=== INSTRUCTIONS TO FOLLOW ===
Collect each line of the records containing the string "false".

=== DATA SHOWN ===
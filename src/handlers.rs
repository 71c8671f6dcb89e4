//! One handler per command.
//!
//! Handlers validate before they mutate: a handler that returns an error has
//! left the tape, the data pointer and the program counter untouched.

use std::io;

use crate::error::InterpreterError;
use crate::source::ProgramSource;
use crate::tape::Tape;

/// Mutable view of the machine handed to each handler for one command.
pub struct Machine<'a> {
    pub tape: &'a mut Tape,
    pub source: &'a mut ProgramSource,
    pub output: &'a mut dyn FnMut(char) -> io::Result<()>,
}

pub fn move_right(m: &mut Machine<'_>) -> Result<(), InterpreterError> {
    m.tape.move_pointer(1)?;
    m.tape.advance();
    Ok(())
}

pub fn move_left(m: &mut Machine<'_>) -> Result<(), InterpreterError> {
    m.tape.move_pointer(-1)?;
    m.tape.advance();
    Ok(())
}

pub fn increment(m: &mut Machine<'_>) -> Result<(), InterpreterError> {
    let next = m.tape.read_current().increment();
    m.tape.write_current(next);
    m.tape.advance();
    Ok(())
}

pub fn decrement(m: &mut Machine<'_>) -> Result<(), InterpreterError> {
    let next = m.tape.read_current().decrement();
    m.tape.write_current(next);
    m.tape.advance();
    Ok(())
}

pub fn output(m: &mut Machine<'_>) -> Result<(), InterpreterError> {
    let ip = m.tape.program_counter();
    (m.output)(m.tape.read_current().as_char())
        .map_err(|source| InterpreterError::Output { ip, source })?;
    m.tape.advance();
    Ok(())
}

/// `,` with an exhausted input queue leaves the cell as it is.
pub fn input(m: &mut Machine<'_>) -> Result<(), InterpreterError> {
    if let Some(ch) = m.source.next_input_char() {
        let code = u32::from(ch);
        if code > 255 {
            return Err(InterpreterError::BadInput {
                ch,
                code,
                ip: m.tape.program_counter(),
            });
        }
        m.tape.write_current(code);
    }
    m.tape.advance();
    Ok(())
}

/// `[`: enter the body on a non-zero cell, otherwise jump just past the
/// matching `]`.
pub fn loop_start(m: &mut Machine<'_>) -> Result<(), InterpreterError> {
    let pc = m.tape.program_counter();
    if !m.tape.read_current().is_zero() {
        m.tape.advance();
        return Ok(());
    }

    let close = find_matching_close(m.source, pc)?;
    m.tape.set_program_counter(close + 1);
    Ok(())
}

/// `]`: jump back onto the matching `[` so it re-tests the cell.
pub fn loop_end(m: &mut Machine<'_>) -> Result<(), InterpreterError> {
    let pc = m.tape.program_counter();
    let open = find_matching_open(m.source, pc)?;
    m.tape.set_program_counter(open);
    Ok(())
}

/// Scan forward from the `[` at `open` for the `]` at the same depth.
pub fn find_matching_close(source: &ProgramSource, open: usize) -> Result<usize, InterpreterError> {
    let mut depth = 0usize;
    for pos in open + 1..source.program_length() {
        match source.command_at(pos)? {
            Some('[') => depth += 1,
            Some(']') => {
                if depth == 0 {
                    return Ok(pos);
                }
                depth -= 1;
            }
            _ => {}
        }
    }
    Err(InterpreterError::UnmatchedClosingBracket { ip: open })
}

/// Scan backward from the `]` at `close` for the `[` at the same depth.
pub fn find_matching_open(source: &ProgramSource, close: usize) -> Result<usize, InterpreterError> {
    let mut depth = 0usize;
    for pos in (0..close).rev() {
        match source.command_at(pos)? {
            Some(']') => depth += 1,
            Some('[') => {
                if depth == 0 {
                    return Ok(pos);
                }
                depth -= 1;
            }
            _ => {}
        }
    }
    Err(InterpreterError::UnmatchedOpeningBracket { ip: close })
}
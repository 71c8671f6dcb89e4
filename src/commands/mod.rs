pub mod check;
pub mod run;

use std::fs;
use std::io::{self, Write};

/// Program text from `--file` or the concatenated positional parts.
///
/// On failure the error has already been printed and the exit code is returned.
pub(crate) fn load_code(program: &str, file: Option<String>, code: Vec<String>) -> Result<String, i32> {
    if file.is_some() && !code.is_empty() {
        eprintln!("{program}: cannot use positional code together with --file");
        let _ = io::stderr().flush();
        return Err(2);
    }

    match file {
        Some(path) => fs::read_to_string(&path).map_err(|e| {
            eprintln!("{program}: failed to read code file as UTF-8: {e}");
            let _ = io::stderr().flush();
            1
        }),
        None => Ok(code.join("")),
    }
}
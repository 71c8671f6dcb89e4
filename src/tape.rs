//! The memory tape and the two machine cursors.

use crate::cell::ByteCell;
use crate::error::InterpreterError;

/// Number of cells on a tape unless the caller asks for another size.
pub const DEFAULT_TAPE_SIZE: usize = 30_000;

/// Fixed-size tape of wrapping cells with a data pointer.
///
/// The program counter lives here as well. It indexes the program, not the
/// tape, and is only bounds-checked when the program is read.
#[derive(Debug, Clone)]
pub struct Tape {
    cells: Vec<ByteCell>,
    data_pointer: usize,
    program_counter: usize,
}

impl Tape {
    /// A zeroed tape of `size` cells. A size of 0 is raised to one cell.
    pub fn new(size: usize) -> Self {
        Self {
            cells: vec![ByteCell::ZERO; size.max(1)],
            data_pointer: 0,
            program_counter: 0,
        }
    }

    pub fn len(&self) -> usize {
        self.cells.len()
    }

    /// Always `false`: [`Tape::new`] never builds a tape with no cells.
    pub fn is_empty(&self) -> bool {
        self.cells.is_empty()
    }

    pub fn cells(&self) -> &[ByteCell] {
        &self.cells
    }

    pub fn data_pointer(&self) -> usize {
        self.data_pointer
    }

    pub fn read_current(&self) -> ByteCell {
        self.cells[self.data_pointer]
    }

    /// Store `value` at the data pointer, wrapped into the cell range.
    pub fn write_current(&mut self, value: impl Into<i64>) {
        self.cells[self.data_pointer] = ByteCell::wrap(value.into());
    }

    /// Shift the data pointer by `delta`.
    ///
    /// The target is validated first; on error the pointer does not move.
    pub fn move_pointer(&mut self, delta: isize) -> Result<(), InterpreterError> {
        match self.data_pointer.checked_add_signed(delta) {
            Some(target) if target < self.cells.len() => {
                self.data_pointer = target;
                Ok(())
            }
            _ => Err(InterpreterError::BadMemoryPointer {
                ip: self.program_counter,
                target: (self.data_pointer as isize).saturating_add(delta),
                size: self.cells.len(),
            }),
        }
    }

    pub fn program_counter(&self) -> usize {
        self.program_counter
    }

    pub fn set_program_counter(&mut self, pc: usize) {
        self.program_counter = pc;
    }

    /// Move the program counter to the next command.
    pub fn advance(&mut self) {
        self.program_counter += 1;
    }
}

impl Default for Tape {
    fn default() -> Self {
        Self::new(DEFAULT_TAPE_SIZE)
    }
}
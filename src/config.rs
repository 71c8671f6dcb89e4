//! Run settings: defaults, overridden by `bf.toml`, then the environment,
//! then command-line flags.

use std::collections::HashMap;
use std::fs;
use std::path::PathBuf;

use cross_xdg::BaseDirs;

use crate::tape::DEFAULT_TAPE_SIZE;

pub const DEFAULT_TIMEOUT_MS: u64 = 2_000;

#[derive(Debug, Clone, PartialEq, Eq)]
pub struct Settings {
    /// Number of tape cells.
    pub memory_size: usize,
    /// Wall-clock limit for `bf run`.
    pub timeout_ms: u64,
    /// Dispatch cycles before a run is aborted. `None` means unlimited.
    pub max_steps: Option<u64>,
}

impl Default for Settings {
    fn default() -> Self {
        Self {
            memory_size: DEFAULT_TAPE_SIZE,
            timeout_ms: DEFAULT_TIMEOUT_MS,
            max_steps: None,
        }
    }
}

impl Settings {
    /// Defaults overlaid with the user's `bf.toml` and `BF_*` environment variables.
    pub fn load() -> Self {
        let mut settings = Self::default();
        if let Some(content) = read_config_file() {
            settings.apply_toml(&content);
        }
        settings.apply_env(|key| std::env::var(key).ok());
        settings
    }

    /// Overlay keys from the `[interpreter]` section of a `bf.toml` document.
    ///
    /// Unknown keys and unparsable values are ignored.
    pub fn apply_toml(&mut self, content: &str) {
        let map = interpreter_section(content);
        self.apply(|key| map.get(key).cloned(), [
            ("memory_size", Key::Memory),
            ("timeout_ms", Key::Timeout),
            ("max_steps", Key::MaxSteps),
        ]);
    }

    /// Overlay `BF_MEMORY_SIZE`, `BF_TIMEOUT_MS` and `BF_MAX_STEPS`.
    pub fn apply_env(&mut self, lookup: impl Fn(&str) -> Option<String>) {
        self.apply(lookup, [
            ("BF_MEMORY_SIZE", Key::Memory),
            ("BF_TIMEOUT_MS", Key::Timeout),
            ("BF_MAX_STEPS", Key::MaxSteps),
        ]);
    }

    /// Overlay values given on the command line.
    pub fn apply_flags(&mut self, memory_size: Option<usize>, timeout_ms: Option<u64>, max_steps: Option<u64>) {
        if let Some(m) = memory_size.filter(|&m| m > 0) {
            self.memory_size = m;
        }
        if let Some(t) = timeout_ms {
            self.timeout_ms = t;
        }
        if max_steps.is_some() {
            self.max_steps = max_steps;
        }
    }

    fn apply(&mut self, lookup: impl Fn(&str) -> Option<String>, keys: [(&str, Key); 3]) {
        for (name, key) in keys {
            let Some(raw) = lookup(name) else { continue };
            let Ok(value) = raw.trim().parse::<u64>() else { continue };
            match key {
                Key::Memory if value > 0 => {
                    if let Ok(size) = usize::try_from(value) {
                        self.memory_size = size;
                    }
                }
                Key::Memory => {}
                Key::Timeout => self.timeout_ms = value,
                Key::MaxSteps => self.max_steps = Some(value),
            }
        }
    }
}

#[derive(Clone, Copy)]
enum Key {
    Memory,
    Timeout,
    MaxSteps,
}

fn read_config_file() -> Option<String> {
    let base_dirs = BaseDirs::new().ok()?;

    // On Linux: resolves to /home/<user>/.config
    // On macOS: resolves to /Users/<user>/.config
    let config_home = base_dirs.config_home();

    let mut path = PathBuf::from(config_home);
    path.push("bf.toml");

    fs::read_to_string(path).ok()
}

/// Very small hand-rolled reader: `key = value` pairs under `[interpreter]`.
fn interpreter_section(content: &str) -> HashMap<String, String> {
    let mut in_section = false;
    let mut map = HashMap::new();
    for line in content.lines() {
        let line = line.trim();
        if line.is_empty() || line.starts_with('#') { continue; }
        if line.starts_with('[') && line.ends_with(']') {
            in_section = line[1..line.len() - 1].trim() == "interpreter";
            continue;
        }
        if !in_section { continue; }
        if let Some((key, val_raw)) = line.split_once('=') {
            let val_raw = val_raw.trim();
            // Accept quoted or unquoted
            let val = val_raw
                .strip_prefix('"')
                .and_then(|v| v.strip_suffix('"'))
                .unwrap_or(val_raw);
            map.insert(key.trim().to_string(), val.replace('_', ""));
        }
    }
    map
}
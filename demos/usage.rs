use tapebf::Interpreter;

fn main() {
    // Classic Brainfuck "Hello World!" program
    let code = "++++++++++[>+++++++>++++++++++>+++>+<<<<-]>++.>+.+++++++..+++.>++.<<+++++++++++++++.>.+++.------.--------.>+.>.";

    let mut bf = Interpreter::new(code, "");

    if let Err(err) = bf.run() {
        eprintln!("Brainfuck interpreter error: {err}");
        std::process::exit(1);
    }

    // Print a newline after the Brainfuck program output for readability
    println!();
}
use std::fmt;
use std::io;

/// Errors that can occur while interpreting a program.
///
/// Every variant aborts the run. The machine state is left exactly as it was
/// before the failing command tried to mutate it.
#[derive(Debug, thiserror::Error)]
pub enum InterpreterError {
    /// A `[` on a zero cell has no matching `]` further along the program.
    #[error("no closing bracket for '[' at instruction {ip}")]
    UnmatchedClosingBracket { ip: usize },

    /// A `]` has no matching `[` earlier in the program.
    #[error("no opening bracket for ']' at instruction {ip}")]
    UnmatchedOpeningBracket { ip: usize },

    /// The data pointer would leave the tape.
    #[error("bad memory pointer value: {target} at instruction {ip} (tape size {size})")]
    BadMemoryPointer { ip: usize, target: isize, size: usize },

    /// The program counter points past the end of the program.
    #[error("bad command pointer value: {pc} (program length {len})")]
    BadCommandPointer { pc: usize, len: usize },

    /// An input character does not fit in a cell.
    #[error("bad input character '{ch}' (code {code}) at instruction {ip}: code must be between 0 and 255")]
    BadInput { ch: char, code: u32, ip: usize },

    /// The output sink failed to take a byte written by `.`.
    #[error("output error at instruction {ip}: {source}")]
    Output {
        ip: usize,
        #[source]
        source: io::Error,
    },

    /// Execution aborted due to step limit.
    #[error("step limit exceeded ({limit})")]
    StepLimitExceeded { limit: usize },

    /// Execution aborted due to cooperative cancellation (e.g., timeout)
    #[error("cancelled")]
    Canceled,
}

/// Broad family of an [`InterpreterError`].
#[derive(Debug, Clone, Copy, PartialEq, Eq)]
pub enum ErrorCategory {
    /// Malformed bracket nesting.
    Syntax,
    /// The program did something the machine cannot do.
    Runtime,
    /// The caller stopped the run.
    Aborted,
}

impl InterpreterError {
    pub fn category(&self) -> ErrorCategory {
        match self {
            InterpreterError::UnmatchedClosingBracket { .. }
            | InterpreterError::UnmatchedOpeningBracket { .. } => ErrorCategory::Syntax,
            InterpreterError::BadMemoryPointer { .. }
            | InterpreterError::BadCommandPointer { .. }
            | InterpreterError::BadInput { .. }
            | InterpreterError::Output { .. } => ErrorCategory::Runtime,
            InterpreterError::StepLimitExceeded { .. } | InterpreterError::Canceled => {
                ErrorCategory::Aborted
            }
        }
    }

    /// Instruction index the error points at, when it has one.
    pub fn position(&self) -> Option<usize> {
        match self {
            InterpreterError::UnmatchedClosingBracket { ip }
            | InterpreterError::UnmatchedOpeningBracket { ip }
            | InterpreterError::BadMemoryPointer { ip, .. }
            | InterpreterError::BadInput { ip, .. }
            | InterpreterError::Output { ip, .. } => Some(*ip),
            InterpreterError::BadCommandPointer { pc, .. } => Some(*pc),
            InterpreterError::StepLimitExceeded { .. } | InterpreterError::Canceled => None,
        }
    }
}

impl fmt::Display for ErrorCategory {
    fn fmt(&self, f: &mut fmt::Formatter<'_>) -> fmt::Result {
        match self {
            ErrorCategory::Syntax => write!(f, "Syntax error"),
            ErrorCategory::Runtime => write!(f, "Runtime error"),
            ErrorCategory::Aborted => write!(f, "Execution aborted"),
        }
    }
}
//! The eight active commands.

use std::fmt;

use crate::error::InterpreterError;
use crate::handlers::{self, Machine};

/// A command symbol recognised by the interpreter.
///
/// Any character that does not map to a variant is a comment.
#[derive(Debug, Clone, Copy, PartialEq, Eq, Hash)]
pub enum Command {
    /// `>`
    MoveRight,
    /// `<`
    MoveLeft,
    /// `+`
    Increment,
    /// `-`
    Decrement,
    /// `.`
    Output,
    /// `,`
    Input,
    /// `[`
    LoopStart,
    /// `]`
    LoopEnd,
}

impl Command {
    pub const ALL: [Command; 8] = [
        Command::MoveRight,
        Command::MoveLeft,
        Command::Increment,
        Command::Decrement,
        Command::Output,
        Command::Input,
        Command::LoopStart,
        Command::LoopEnd,
    ];

    pub fn from_char(c: char) -> Option<Self> {
        Some(match c {
            '>' => Command::MoveRight,
            '<' => Command::MoveLeft,
            '+' => Command::Increment,
            '-' => Command::Decrement,
            '.' => Command::Output,
            ',' => Command::Input,
            '[' => Command::LoopStart,
            ']' => Command::LoopEnd,
            _ => return None,
        })
    }

    pub fn symbol(self) -> char {
        match self {
            Command::MoveRight => '>',
            Command::MoveLeft => '<',
            Command::Increment => '+',
            Command::Decrement => '-',
            Command::Output => '.',
            Command::Input => ',',
            Command::LoopStart => '[',
            Command::LoopEnd => ']',
        }
    }

    /// Run this command's handler against the machine.
    pub fn execute(self, machine: &mut Machine<'_>) -> Result<(), InterpreterError> {
        match self {
            Command::MoveRight => handlers::move_right(machine),
            Command::MoveLeft => handlers::move_left(machine),
            Command::Increment => handlers::increment(machine),
            Command::Decrement => handlers::decrement(machine),
            Command::Output => handlers::output(machine),
            Command::Input => handlers::input(machine),
            Command::LoopStart => handlers::loop_start(machine),
            Command::LoopEnd => handlers::loop_end(machine),
        }
    }
}

impl fmt::Display for Command {
    fn fmt(&self, f: &mut fmt::Formatter<'_>) -> fmt::Result {
        write!(f, "{}", self.symbol())
    }
}
//! Program text and the input queue consumed by `,`.

use std::collections::VecDeque;
use std::fmt;

use crate::error::InterpreterError;

/// Pulls one more input character on demand; `None` means end of input.
pub type InputProvider = Box<dyn FnMut() -> Option<char> + Send>;

/// The program being run plus the characters still waiting to be read.
///
/// End of program is the position `program_length()`: fetching there yields
/// `Ok(None)`. No marker character is stored in the text, so every user
/// character stays an ordinary command or comment.
///
/// Input comes from the queue given at construction first, then from the
/// input provider, if one is set.
pub struct ProgramSource {
    commands: Vec<char>,
    input: VecDeque<char>,
    input_provider: Option<InputProvider>,
}

impl fmt::Debug for ProgramSource {
    fn fmt(&self, f: &mut fmt::Formatter<'_>) -> fmt::Result {
        f.debug_struct("ProgramSource")
            .field("commands", &self.commands)
            .field("input", &self.input)
            .field("input_provider", &self.input_provider.is_some())
            .finish()
    }
}

impl ProgramSource {
    pub fn new(program: &str, input: &str) -> Self {
        Self {
            commands: program.chars().collect(),
            input: input.chars().collect(),
            input_provider: None,
        }
    }

    /// Read further input lazily, one character per `,`, once the queue is empty.
    pub fn set_input_provider(&mut self, provider: InputProvider) {
        self.input_provider = Some(provider);
    }

    /// Number of user characters in the program.
    pub fn program_length(&self) -> usize {
        self.commands.len()
    }

    /// The character at `pc`, or `None` at the end-of-program position.
    pub fn command_at(&self, pc: usize) -> Result<Option<char>, InterpreterError> {
        match pc.cmp(&self.commands.len()) {
            std::cmp::Ordering::Less => Ok(Some(self.commands[pc])),
            std::cmp::Ordering::Equal => Ok(None),
            std::cmp::Ordering::Greater => Err(InterpreterError::BadCommandPointer {
                pc,
                len: self.commands.len(),
            }),
        }
    }

    pub fn is_end(&self, pc: usize) -> bool {
        pc == self.commands.len()
    }

    /// Pop the next input character. `None` once the queue and the provider
    /// are exhausted.
    pub fn next_input_char(&mut self) -> Option<char> {
        match self.input.pop_front() {
            Some(ch) => Some(ch),
            None => self.input_provider.as_mut().and_then(|next| next()),
        }
    }

    /// Queued input not consumed yet. Input the provider has not produced
    /// yet is not included.
    pub fn remaining_input(&self) -> String {
        self.input.iter().collect()
    }

    /// Check bracket balance over the whole program without running it.
    ///
    /// Reports the first `]` with nothing to close, otherwise the last `[`
    /// left open.
    pub fn check_brackets(&self) -> Result<(), InterpreterError> {
        let mut stack: Vec<usize> = Vec::new();
        for (i, &c) in self.commands.iter().enumerate() {
            if c == '[' {
                stack.push(i);
            } else if c == ']' && stack.pop().is_none() {
                return Err(InterpreterError::UnmatchedOpeningBracket { ip: i });
            }
        }

        if let Some(unmatched_open) = stack.last().copied() {
            return Err(InterpreterError::UnmatchedClosingBracket { ip: unmatched_open });
        }

        Ok(())
    }
}

#[cfg(test)]
mod tests {
    use super::*;

    #[test]
    fn fetch_within_program_and_at_end() {
        let source = ProgramSource::new("+-", "");
        assert_eq!(source.program_length(), 2);
        assert_eq!(source.command_at(0).unwrap(), Some('+'));
        assert_eq!(source.command_at(1).unwrap(), Some('-'));
        assert_eq!(source.command_at(2).unwrap(), None);
        assert!(source.is_end(2));
    }

    #[test]
    fn fetch_past_end_is_bad_command_pointer() {
        let source = ProgramSource::new("+", "");
        let err = source.command_at(2).unwrap_err();
        assert!(matches!(err, InterpreterError::BadCommandPointer { pc: 2, len: 1 }));
    }

    #[test]
    fn empty_program_is_immediately_at_end() {
        let source = ProgramSource::new("", "");
        assert_eq!(source.program_length(), 0);
        assert_eq!(source.command_at(0).unwrap(), None);
    }

    #[test]
    fn multibyte_characters_count_once() {
        let source = ProgramSource::new("+é+", "");
        assert_eq!(source.program_length(), 3);
        assert_eq!(source.command_at(1).unwrap(), Some('é'));
    }

    #[test]
    fn input_is_consumed_in_order_once() {
        let mut source = ProgramSource::new(",,", "ab");
        assert_eq!(source.next_input_char(), Some('a'));
        assert_eq!(source.remaining_input(), "b");
        assert_eq!(source.next_input_char(), Some('b'));
        assert_eq!(source.next_input_char(), None);
        assert_eq!(source.next_input_char(), None);
    }

    #[test]
    fn provider_is_asked_only_after_the_queue() {
        let mut source = ProgramSource::new(",,,", "a");
        let mut pending = vec!['c', 'b'];
        source.set_input_provider(Box::new(move || pending.pop()));
        assert_eq!(source.next_input_char(), Some('a'));
        assert_eq!(source.next_input_char(), Some('b'));
        assert_eq!(source.next_input_char(), Some('c'));
        assert_eq!(source.next_input_char(), None);
    }

    #[test]
    fn provider_is_not_called_until_input_is_needed() {
        use std::sync::atomic::{AtomicUsize, Ordering};
        use std::sync::Arc;

        let calls = Arc::new(AtomicUsize::new(0));
        let counter = Arc::clone(&calls);
        let mut source = ProgramSource::new("+", "");
        source.set_input_provider(Box::new(move || {
            counter.fetch_add(1, Ordering::SeqCst);
            Some('x')
        }));
        assert_eq!(calls.load(Ordering::SeqCst), 0);
        assert_eq!(source.next_input_char(), Some('x'));
        assert_eq!(calls.load(Ordering::SeqCst), 1);
    }

    #[test]
    fn balanced_brackets_pass_check() {
        assert!(ProgramSource::new("+[>[-]<-]", "").check_brackets().is_ok());
        assert!(ProgramSource::new("no brackets", "").check_brackets().is_ok());
    }

    #[test]
    fn stray_close_is_reported_first() {
        let err = ProgramSource::new("+]", "").check_brackets().unwrap_err();
        assert!(matches!(err, InterpreterError::UnmatchedOpeningBracket { ip: 1 }));
    }

    #[test]
    fn last_open_is_reported() {
        let err = ProgramSource::new("[[]", "").check_brackets().unwrap_err();
        assert!(matches!(err, InterpreterError::UnmatchedClosingBracket { ip: 0 }));
        let err = ProgramSource::new("[+[", "").check_brackets().unwrap_err();
        assert!(matches!(err, InterpreterError::UnmatchedClosingBracket { ip: 2 }));
    }
}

=== YOUR RESPONSE ===
    /// Always `false`: [`Tape::new`] never builds a tape with no cells.
    let mut in_section = false;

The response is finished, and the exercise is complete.